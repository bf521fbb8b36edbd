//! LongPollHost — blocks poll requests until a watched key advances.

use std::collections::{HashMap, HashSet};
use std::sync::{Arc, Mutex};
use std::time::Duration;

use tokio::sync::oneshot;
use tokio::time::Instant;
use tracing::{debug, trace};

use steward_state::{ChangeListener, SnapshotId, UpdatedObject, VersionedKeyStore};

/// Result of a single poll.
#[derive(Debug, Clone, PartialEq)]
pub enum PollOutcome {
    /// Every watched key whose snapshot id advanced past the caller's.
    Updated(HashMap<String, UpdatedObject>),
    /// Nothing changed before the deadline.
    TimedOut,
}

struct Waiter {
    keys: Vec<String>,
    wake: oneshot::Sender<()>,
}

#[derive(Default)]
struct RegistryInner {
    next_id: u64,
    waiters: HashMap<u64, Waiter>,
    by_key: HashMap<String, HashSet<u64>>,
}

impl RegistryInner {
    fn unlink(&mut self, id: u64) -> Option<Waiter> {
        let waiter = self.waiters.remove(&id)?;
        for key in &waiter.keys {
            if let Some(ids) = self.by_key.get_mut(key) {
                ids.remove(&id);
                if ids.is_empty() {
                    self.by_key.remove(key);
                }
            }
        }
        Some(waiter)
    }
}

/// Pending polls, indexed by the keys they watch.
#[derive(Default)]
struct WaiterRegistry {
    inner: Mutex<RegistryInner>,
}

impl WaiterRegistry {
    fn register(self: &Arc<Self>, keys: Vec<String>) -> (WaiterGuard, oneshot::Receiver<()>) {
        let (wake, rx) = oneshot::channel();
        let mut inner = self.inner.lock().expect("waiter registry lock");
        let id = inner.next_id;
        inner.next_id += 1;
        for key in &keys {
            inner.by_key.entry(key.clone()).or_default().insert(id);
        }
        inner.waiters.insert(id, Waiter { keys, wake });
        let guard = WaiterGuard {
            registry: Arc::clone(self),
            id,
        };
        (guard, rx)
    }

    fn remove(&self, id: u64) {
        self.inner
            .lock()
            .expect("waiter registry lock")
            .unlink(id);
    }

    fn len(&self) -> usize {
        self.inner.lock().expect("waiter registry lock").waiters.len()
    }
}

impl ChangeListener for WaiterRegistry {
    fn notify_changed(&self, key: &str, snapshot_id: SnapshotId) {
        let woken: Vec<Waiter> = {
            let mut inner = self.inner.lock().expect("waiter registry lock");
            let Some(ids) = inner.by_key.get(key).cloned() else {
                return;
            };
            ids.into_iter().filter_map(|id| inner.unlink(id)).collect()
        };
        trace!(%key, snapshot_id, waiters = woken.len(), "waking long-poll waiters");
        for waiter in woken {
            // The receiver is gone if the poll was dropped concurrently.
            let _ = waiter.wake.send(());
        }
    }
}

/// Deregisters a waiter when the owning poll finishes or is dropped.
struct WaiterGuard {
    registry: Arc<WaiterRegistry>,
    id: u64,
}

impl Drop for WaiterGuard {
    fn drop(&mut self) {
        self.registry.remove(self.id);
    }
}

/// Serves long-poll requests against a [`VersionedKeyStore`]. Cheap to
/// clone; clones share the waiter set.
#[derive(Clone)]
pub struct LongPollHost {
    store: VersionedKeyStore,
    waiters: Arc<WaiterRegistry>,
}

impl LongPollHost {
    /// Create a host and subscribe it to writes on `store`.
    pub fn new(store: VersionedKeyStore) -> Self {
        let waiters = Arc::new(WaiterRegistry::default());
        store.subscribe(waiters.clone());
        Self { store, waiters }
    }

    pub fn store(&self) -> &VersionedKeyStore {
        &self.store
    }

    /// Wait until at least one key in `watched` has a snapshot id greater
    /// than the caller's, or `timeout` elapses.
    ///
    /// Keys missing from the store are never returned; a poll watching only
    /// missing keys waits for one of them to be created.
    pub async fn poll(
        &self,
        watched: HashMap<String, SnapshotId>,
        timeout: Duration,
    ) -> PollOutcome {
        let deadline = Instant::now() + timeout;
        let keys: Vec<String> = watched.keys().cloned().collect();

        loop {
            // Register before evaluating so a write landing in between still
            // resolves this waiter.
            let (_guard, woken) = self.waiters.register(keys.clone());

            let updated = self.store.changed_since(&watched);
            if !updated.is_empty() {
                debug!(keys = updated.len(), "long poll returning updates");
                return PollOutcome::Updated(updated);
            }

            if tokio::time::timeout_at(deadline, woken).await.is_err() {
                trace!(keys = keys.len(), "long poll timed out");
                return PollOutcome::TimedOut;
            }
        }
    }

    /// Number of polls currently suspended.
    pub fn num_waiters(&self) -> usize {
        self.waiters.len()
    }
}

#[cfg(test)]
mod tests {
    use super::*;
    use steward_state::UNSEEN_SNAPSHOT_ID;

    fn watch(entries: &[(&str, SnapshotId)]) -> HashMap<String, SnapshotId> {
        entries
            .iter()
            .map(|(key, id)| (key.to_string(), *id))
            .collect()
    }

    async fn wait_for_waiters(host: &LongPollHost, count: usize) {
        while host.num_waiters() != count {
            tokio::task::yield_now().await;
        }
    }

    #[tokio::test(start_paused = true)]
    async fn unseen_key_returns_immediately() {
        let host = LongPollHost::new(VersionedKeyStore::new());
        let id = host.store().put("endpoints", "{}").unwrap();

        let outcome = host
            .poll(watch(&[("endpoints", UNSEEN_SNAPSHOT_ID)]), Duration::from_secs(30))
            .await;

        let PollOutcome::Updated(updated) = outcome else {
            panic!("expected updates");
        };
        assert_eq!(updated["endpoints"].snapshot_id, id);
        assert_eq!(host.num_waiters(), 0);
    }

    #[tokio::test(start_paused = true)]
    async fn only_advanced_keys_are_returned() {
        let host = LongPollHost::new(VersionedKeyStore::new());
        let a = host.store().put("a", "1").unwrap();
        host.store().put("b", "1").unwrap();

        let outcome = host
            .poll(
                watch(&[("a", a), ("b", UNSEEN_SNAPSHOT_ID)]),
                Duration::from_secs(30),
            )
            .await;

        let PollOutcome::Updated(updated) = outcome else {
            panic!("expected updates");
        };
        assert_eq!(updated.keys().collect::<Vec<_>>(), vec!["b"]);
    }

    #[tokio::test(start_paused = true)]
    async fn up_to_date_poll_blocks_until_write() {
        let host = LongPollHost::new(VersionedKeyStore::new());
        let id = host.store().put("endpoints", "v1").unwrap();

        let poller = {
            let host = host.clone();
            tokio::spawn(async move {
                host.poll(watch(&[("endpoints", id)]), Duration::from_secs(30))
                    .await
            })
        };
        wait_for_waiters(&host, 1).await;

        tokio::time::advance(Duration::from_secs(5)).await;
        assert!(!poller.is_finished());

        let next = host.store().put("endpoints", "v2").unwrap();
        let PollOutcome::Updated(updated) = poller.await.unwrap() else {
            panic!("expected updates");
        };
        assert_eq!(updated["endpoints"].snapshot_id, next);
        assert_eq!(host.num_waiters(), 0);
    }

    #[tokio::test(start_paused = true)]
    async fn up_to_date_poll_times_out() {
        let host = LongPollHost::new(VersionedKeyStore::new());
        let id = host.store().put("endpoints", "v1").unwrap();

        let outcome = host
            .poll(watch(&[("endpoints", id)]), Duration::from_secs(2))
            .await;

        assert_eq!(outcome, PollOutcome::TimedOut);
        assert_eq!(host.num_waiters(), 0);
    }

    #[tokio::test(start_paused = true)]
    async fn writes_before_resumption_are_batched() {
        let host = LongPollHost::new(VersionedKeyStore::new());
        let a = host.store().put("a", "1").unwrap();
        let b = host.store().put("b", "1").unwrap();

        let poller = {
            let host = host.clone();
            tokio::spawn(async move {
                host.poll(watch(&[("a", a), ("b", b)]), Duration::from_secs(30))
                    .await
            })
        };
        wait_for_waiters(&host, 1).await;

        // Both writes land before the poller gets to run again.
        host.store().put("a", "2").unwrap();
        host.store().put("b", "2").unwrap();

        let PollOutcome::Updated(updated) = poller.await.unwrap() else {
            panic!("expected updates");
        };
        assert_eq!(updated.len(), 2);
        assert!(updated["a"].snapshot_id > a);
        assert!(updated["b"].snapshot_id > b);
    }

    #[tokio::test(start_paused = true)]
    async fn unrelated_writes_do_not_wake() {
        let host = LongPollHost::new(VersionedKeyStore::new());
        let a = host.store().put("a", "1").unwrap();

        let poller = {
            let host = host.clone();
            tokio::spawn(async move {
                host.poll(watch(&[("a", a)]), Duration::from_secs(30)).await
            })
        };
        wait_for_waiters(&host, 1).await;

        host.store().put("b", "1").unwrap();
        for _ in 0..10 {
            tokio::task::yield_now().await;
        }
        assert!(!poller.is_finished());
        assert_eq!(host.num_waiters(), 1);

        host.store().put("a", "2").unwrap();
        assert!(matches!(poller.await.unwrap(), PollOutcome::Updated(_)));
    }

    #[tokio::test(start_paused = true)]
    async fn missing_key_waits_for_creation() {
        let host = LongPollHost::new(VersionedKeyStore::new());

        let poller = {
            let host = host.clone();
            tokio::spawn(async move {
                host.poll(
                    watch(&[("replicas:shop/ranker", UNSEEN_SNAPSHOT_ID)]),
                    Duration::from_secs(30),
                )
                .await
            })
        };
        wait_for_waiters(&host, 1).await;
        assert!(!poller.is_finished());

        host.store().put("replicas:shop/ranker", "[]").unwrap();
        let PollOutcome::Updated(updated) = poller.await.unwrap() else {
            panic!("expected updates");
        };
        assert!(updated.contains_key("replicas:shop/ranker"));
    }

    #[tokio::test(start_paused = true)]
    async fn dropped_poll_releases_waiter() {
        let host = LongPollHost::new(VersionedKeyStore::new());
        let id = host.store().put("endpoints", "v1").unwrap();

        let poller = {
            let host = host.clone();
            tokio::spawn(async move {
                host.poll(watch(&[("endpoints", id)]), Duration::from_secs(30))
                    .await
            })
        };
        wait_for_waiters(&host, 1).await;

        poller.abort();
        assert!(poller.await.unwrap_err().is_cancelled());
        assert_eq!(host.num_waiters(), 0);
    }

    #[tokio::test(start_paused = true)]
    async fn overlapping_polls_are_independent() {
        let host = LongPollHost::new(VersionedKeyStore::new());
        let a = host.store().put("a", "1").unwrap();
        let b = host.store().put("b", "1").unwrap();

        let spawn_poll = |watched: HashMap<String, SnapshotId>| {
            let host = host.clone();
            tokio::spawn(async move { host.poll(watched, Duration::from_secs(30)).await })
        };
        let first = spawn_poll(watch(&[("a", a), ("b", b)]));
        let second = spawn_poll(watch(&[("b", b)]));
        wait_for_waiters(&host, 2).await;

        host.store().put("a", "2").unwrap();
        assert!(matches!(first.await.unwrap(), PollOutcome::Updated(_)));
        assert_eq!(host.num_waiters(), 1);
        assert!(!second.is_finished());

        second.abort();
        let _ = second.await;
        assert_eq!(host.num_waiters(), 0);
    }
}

──────

■ Try it ■
Among the entries above, the line containing "async fn up_to_date_poll_blocks_until_write()", the line containing "tokio::time::advance(Duration::from_secs(5)).await;", and all lines between them are to be restated word for word; nothing else belongs in the reply.

■ Output below ■
    async fn up_to_date_poll_blocks_until_write() {
        let host = LongPollHost::new(VersionedKeyStore::new());
        let id = host.store().put("endpoints", "v1").unwrap();

        let poller = {
            let host = host.clone();
            tokio::spawn(async move {
                host.poll(watch(&[("endpoints", id)]), Duration::from_secs(30))
                    .await
            })
        };
        wait_for_waiters(&host, 1).await;

        tokio::time::advance(Duration::from_secs(5)).await;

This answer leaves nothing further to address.